** Data provided follows **
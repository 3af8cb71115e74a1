//! In-memory repositories for unit tests

use std::collections::VecDeque;
use std::sync::Mutex;
use std::sync::atomic::{AtomicUsize, Ordering};
use std::time::Duration;

use apiwatch_client::{ClientError, EventStream, Result};
use apiwatch_core::domain::job::{JobLogLevel, JobLogLine, JobRecord, JobStatus};
use apiwatch_core::domain::log::{Completion, ExecutionState, FieldMap, LogEntry};
use apiwatch_core::timestamp;
use async_trait::async_trait;
use futures::StreamExt;

use crate::repository::{JobRepository, LogRepository};

pub fn executing(id: &str, prints: &str) -> LogEntry {
    LogEntry {
        id: id.to_string(),
        timestamp: timestamp::parse("2024-05-01T10:00:00").unwrap(),
        method: "POST".to_string(),
        path: format!("/run/{id}"),
        query_params: FieldMap::from([("q".to_string(), "1".to_string())]),
        headers: FieldMap::from([("host".to_string(), "localhost".to_string())]),
        client_ip: Some("127.0.0.1".to_string()),
        state: ExecutionState::Executing {
            prints: prints.to_string(),
        },
    }
}

pub fn completed(id: &str, status_code: u16) -> LogEntry {
    LogEntry {
        state: ExecutionState::Completed(Completion {
            status_code,
            response_body: "{\"result\":1}".to_string(),
            response_time_ms: 12.5,
            prints: "done\n".to_string(),
        }),
        ..executing(id, "")
    }
}

pub fn job(id: &str, status: JobStatus, started_at: &str) -> JobRecord {
    JobRecord {
        id: id.to_string(),
        job_type: "import".to_string(),
        status,
        started_at: timestamp::parse(started_at).unwrap(),
        completed_at: None,
        error_message: None,
        result_summary: None,
    }
}

pub fn job_line(at: &str, level: JobLogLevel, message: &str) -> JobLogLine {
    JobLogLine {
        timestamp: timestamp::parse(at).unwrap(),
        log_level: level,
        message: message.to_string(),
    }
}

/// One scripted `open_stream` outcome
enum ScriptedConnection {
    Refused(ClientError),
    Open {
        events: Vec<Result<String>>,
        stay_open: bool,
    },
}

/// Log repository whose stream connections are scripted up front
///
/// Each `open_stream` call consumes one scripted connection. Once the script
/// runs out, connections open and stay silent.
#[derive(Default)]
pub struct FakeLogRepository {
    connections: Mutex<VecDeque<ScriptedConnection>>,
    attempts: AtomicUsize,
    pub logs: Mutex<Vec<LogEntry>>,
    pub fail_clear: Mutex<Option<String>>,
}

impl FakeLogRepository {
    /// A connection that delivers `events` and then stays open, or is refused
    pub fn push_connection(&self, connection: Result<Vec<String>>) {
        let scripted = match connection {
            Ok(events) => ScriptedConnection::Open {
                events: events.into_iter().map(Ok).collect(),
                stay_open: true,
            },
            Err(e) => ScriptedConnection::Refused(e),
        };
        self.connections.lock().unwrap().push_back(scripted);
    }

    /// A connection the server closes after delivering `events`
    pub fn push_ending_connection(&self, events: Vec<String>) {
        self.connections.lock().unwrap().push_back(ScriptedConnection::Open {
            events: events.into_iter().map(Ok).collect(),
            stay_open: false,
        });
    }

    /// A connection that delivers `events`, then fails with `error` without
    /// closing
    pub fn push_failing_connection(&self, events: Vec<String>, error: ClientError) {
        let mut events: Vec<Result<String>> = events.into_iter().map(Ok).collect();
        events.push(Err(error));
        self.connections.lock().unwrap().push_back(ScriptedConnection::Open {
            events,
            stay_open: true,
        });
    }

    pub fn connect_attempts(&self) -> usize {
        self.attempts.load(Ordering::SeqCst)
    }
}

#[async_trait]
impl LogRepository for FakeLogRepository {
    async fn list_logs(&self, limit: usize) -> Result<Vec<LogEntry>> {
        Ok(self.logs.lock().unwrap().iter().take(limit).cloned().collect())
    }

    async fn clear_logs(&self) -> Result<()> {
        if let Some(message) = self.fail_clear.lock().unwrap().clone() {
            return Err(ClientError::api_error(500, message));
        }
        self.logs.lock().unwrap().clear();
        Ok(())
    }

    async fn open_stream(&self) -> Result<EventStream> {
        self.attempts.fetch_add(1, Ordering::SeqCst);
        let next = self.connections.lock().unwrap().pop_front();
        match next {
            Some(ScriptedConnection::Refused(e)) => Err(e),
            Some(ScriptedConnection::Open { events, stay_open: true }) => {
                Ok(futures::stream::iter(events).chain(futures::stream::pending()).boxed())
            }
            Some(ScriptedConnection::Open { events, stay_open: false }) => {
                Ok(futures::stream::iter(events).boxed())
            }
            None => Ok(futures::stream::pending().boxed()),
        }
    }
}

/// Job repository backed by a mutable job list
#[derive(Default)]
pub struct FakeJobRepository {
    pub jobs: Mutex<Vec<JobRecord>>,
    pub lines: Mutex<Vec<JobLogLine>>,
    pub list_delay: Mutex<Option<Duration>>,
    pub logs_delay: Mutex<Option<Duration>>,
    pub fail_logs: Mutex<Option<String>>,
    pub fail_stop: Mutex<Option<String>>,
    pub stopped: Mutex<Vec<String>>,
    list_calls: AtomicUsize,
    log_calls: AtomicUsize,
}

impl FakeJobRepository {
    pub fn with_jobs(jobs: Vec<JobRecord>) -> Self {
        let repo = Self::default();
        *repo.jobs.lock().unwrap() = jobs;
        repo
    }

    pub fn list_calls(&self) -> usize {
        self.list_calls.load(Ordering::SeqCst)
    }

    pub fn log_calls(&self) -> usize {
        self.log_calls.load(Ordering::SeqCst)
    }
}

#[async_trait]
impl JobRepository for FakeJobRepository {
    async fn list_jobs(&self) -> Result<Vec<JobRecord>> {
        self.list_calls.fetch_add(1, Ordering::SeqCst);
        let delay = *self.list_delay.lock().unwrap();
        if let Some(delay) = delay {
            tokio::time::sleep(delay).await;
        }
        Ok(self.jobs.lock().unwrap().clone())
    }

    async fn stop_job(&self, job_id: &str) -> Result<Option<String>> {
        if let Some(message) = self.fail_stop.lock().unwrap().clone() {
            return Err(ClientError::api_error(500, message));
        }
        self.stopped.lock().unwrap().push(job_id.to_string());
        Ok(Some(format!("Stop requested for {job_id}")))
    }

    async fn delete_job(&self, job_id: &str) -> Result<()> {
        let mut jobs = self.jobs.lock().unwrap();
        let before = jobs.len();
        jobs.retain(|job| job.id != job_id);
        if jobs.len() == before {
            return Err(ClientError::api_error(404, "Job not found"));
        }
        Ok(())
    }

    async fn job_logs(&self, _job_id: &str, limit: usize) -> Result<Vec<JobLogLine>> {
        self.log_calls.fetch_add(1, Ordering::SeqCst);
        let delay = *self.logs_delay.lock().unwrap();
        if let Some(delay) = delay {
            tokio::time::sleep(delay).await;
        }
        if let Some(message) = self.fail_logs.lock().unwrap().clone() {
            return Err(ClientError::api_error(500, message));
        }
        Ok(self.lines.lock().unwrap().iter().take(limit).cloned().collect())
    }
}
** End of Data provided **
• _What you need to do_:
All lines above should be output verbatim.

• _Solved problem_:
repository 3af8cb71115e74a1
//! In-memory repositories for unit tests

use std::collections::VecDeque;
use std::sync::Mutex;
use std::sync::atomic::{AtomicUsize, Ordering};
use std::time::Duration;

use apiwatch_client::{ClientError, EventStream, Result};
use apiwatch_core::domain::job::{JobLogLevel, JobLogLine, JobRecord, JobStatus};
use apiwatch_core::domain::log::{Completion, ExecutionState, FieldMap, LogEntry};
use apiwatch_core::timestamp;
use async_trait::async_trait;
use futures::StreamExt;

use crate::repository::{JobRepository, LogRepository};

pub fn executing(id: &str, prints: &str) -> LogEntry {
    LogEntry {
        id: id.to_string(),
        timestamp: timestamp::parse("2024-05-01T10:00:00").unwrap(),
        method: "POST".to_string(),
        path: format!("/run/{id}"),
        query_params: FieldMap::from([("q".to_string(), "1".to_string())]),
        headers: FieldMap::from([("host".to_string(), "localhost".to_string())]),
        client_ip: Some("127.0.0.1".to_string()),
        state: ExecutionState::Executing {
            prints: prints.to_string(),
        },
    }
}

pub fn completed(id: &str, status_code: u16) -> LogEntry {
    LogEntry {
        state: ExecutionState::Completed(Completion {
            status_code,
            response_body: "{\"result\":1}".to_string(),
            response_time_ms: 12.5,
            prints: "done\n".to_string(),
        }),
        ..executing(id, "")
    }
}

pub fn job(id: &str, status: JobStatus, started_at: &str) -> JobRecord {
    JobRecord {
        id: id.to_string(),
        job_type: "import".to_string(),
        status,
        started_at: timestamp::parse(started_at).unwrap(),
        completed_at: None,
        error_message: None,
        result_summary: None,
    }
}

pub fn job_line(at: &str, level: JobLogLevel, message: &str) -> JobLogLine {
    JobLogLine {
        timestamp: timestamp::parse(at).unwrap(),
        log_level: level,
        message: message.to_string(),
    }
}

/// One scripted `open_stream` outcome
enum ScriptedConnection {
    Refused(ClientError),
    Open {
        events: Vec<Result<String>>,
        stay_open: bool,
    },
}

/// Log repository whose stream connections are scripted up front
///
/// Each `open_stream` call consumes one scripted connection. Once the script
/// runs out, connections open and stay silent.
#[derive(Default)]
pub struct FakeLogRepository {
    connections: Mutex<VecDeque<ScriptedConnection>>,
    attempts: AtomicUsize,
    pub logs: Mutex<Vec<LogEntry>>,
    pub fail_clear: Mutex<Option<String>>,
}

impl FakeLogRepository {
    /// A connection that delivers `events` and then stays open, or is refused
    pub fn push_connection(&self, connection: Result<Vec<String>>) {
        let scripted = match connection {
            Ok(events) => ScriptedConnection::Open {
                events: events.into_iter().map(Ok).collect(),
                stay_open: true,
            },
            Err(e) => ScriptedConnection::Refused(e),
        };
        self.connections.lock().unwrap().push_back(scripted);
    }

    /// A connection the server closes after delivering `events`
    pub fn push_ending_connection(&self, events: Vec<String>) {
        self.connections.lock().unwrap().push_back(ScriptedConnection::Open {
            events: events.into_iter().map(Ok).collect(),
            stay_open: false,
        });
    }

    /// A connection that delivers `events`, then fails with `error` without
    /// closing
    pub fn push_failing_connection(&self, events: Vec<String>, error: ClientError) {
        let mut events: Vec<Result<String>> = events.into_iter().map(Ok).collect();
        events.push(Err(error));
        self.connections.lock().unwrap().push_back(ScriptedConnection::Open {
            events,
            stay_open: true,
        });
    }

    pub fn connect_attempts(&self) -> usize {
        self.attempts.load(Ordering::SeqCst)
    }
}

#[async_trait]
impl LogRepository for FakeLogRepository {
    async fn list_logs(&self, limit: usize) -> Result<Vec<LogEntry>> {
        Ok(self.logs.lock().unwrap().iter().take(limit).cloned().collect())
    }

    async fn clear_logs(&self) -> Result<()> {
        if let Some(message) = self.fail_clear.lock().unwrap().clone() {
            return Err(ClientError::api_error(500, message));
        }
        self.logs.lock().unwrap().clear();
        Ok(())
    }

    async fn open_stream(&self) -> Result<EventStream> {
        self.attempts.fetch_add(1, Ordering::SeqCst);
        let next = self.connections.lock().unwrap().pop_front();
        match next {
            Some(ScriptedConnection::Refused(e)) => Err(e),
            Some(ScriptedConnection::Open { events, stay_open: true }) => {
                Ok(futures::stream::iter(events).chain(futures::stream::pending()).boxed())
            }
            Some(ScriptedConnection::Open { events, stay_open: false }) => {
                Ok(futures::stream::iter(events).boxed())
            }
            None => Ok(futures::stream::pending().boxed()),
        }
    }
}

/// Job repository backed by a mutable job list
#[derive(Default)]
pub struct FakeJobRepository {
    pub jobs: Mutex<Vec<JobRecord>>,
    pub lines: Mutex<Vec<JobLogLine>>,
    pub list_delay: Mutex<Option<Duration>>,
    pub logs_delay: Mutex<Option<Duration>>,
    pub fail_logs: Mutex<Option<String>>,
    pub fail_stop: Mutex<Option<String>>,
    pub stopped: Mutex<Vec<String>>,
    list_calls: AtomicUsize,
    log_calls: AtomicUsize,
}

impl FakeJobRepository {
    pub fn with_jobs(jobs: Vec<JobRecord>) -> Self {
        let repo = Self::default();
        *repo.jobs.lock().unwrap() = jobs;
        repo
    }

    pub fn list_calls(&self) -> usize {
        self.list_calls.load(Ordering::SeqCst)
    }

    pub fn log_calls(&self) -> usize {
        self.log_calls.load(Ordering::SeqCst)
    }
}

#[async_trait]
impl JobRepository for FakeJobRepository {
    async fn list_jobs(&self) -> Result<Vec<JobRecord>> {
        self.list_calls.fetch_add(1, Ordering::SeqCst);
        let delay = *self.list_delay.lock().unwrap();
        if let Some(delay) = delay {
            tokio::time::sleep(delay).await;
        }
        Ok(self.jobs.lock().unwrap().clone())
    }

    async fn stop_job(&self, job_id: &str) -> Result<Option<String>> {
        if let Some(message) = self.fail_stop.lock().unwrap().clone() {
            return Err(ClientError::api_error(500, message));
        }
        self.stopped.lock().unwrap().push(job_id.to_string());
        Ok(Some(format!("Stop requested for {job_id}")))
    }

    async fn delete_job(&self, job_id: &str) -> Result<()> {
        let mut jobs = self.jobs.lock().unwrap();
        let before = jobs.len();
        jobs.retain(|job| job.id != job_id);
        if jobs.len() == before {
            return Err(ClientError::api_error(404, "Job not found"));
        }
        Ok(())
    }

    async fn job_logs(&self, _job_id: &str, limit: usize) -> Result<Vec<JobLogLine>> {
        self.log_calls.fetch_add(1, Ordering::SeqCst);
        let delay = *self.logs_delay.lock().unwrap();
        if let Some(delay) = delay {
            tokio::time::sleep(delay).await;
        }
        if let Some(message) = self.fail_logs.lock().unwrap().clone() {
            return Err(ClientError::api_error(500, message));
        }
        Ok(self.lines.lock().unwrap().iter().take(limit).cloned().collect())
    }
}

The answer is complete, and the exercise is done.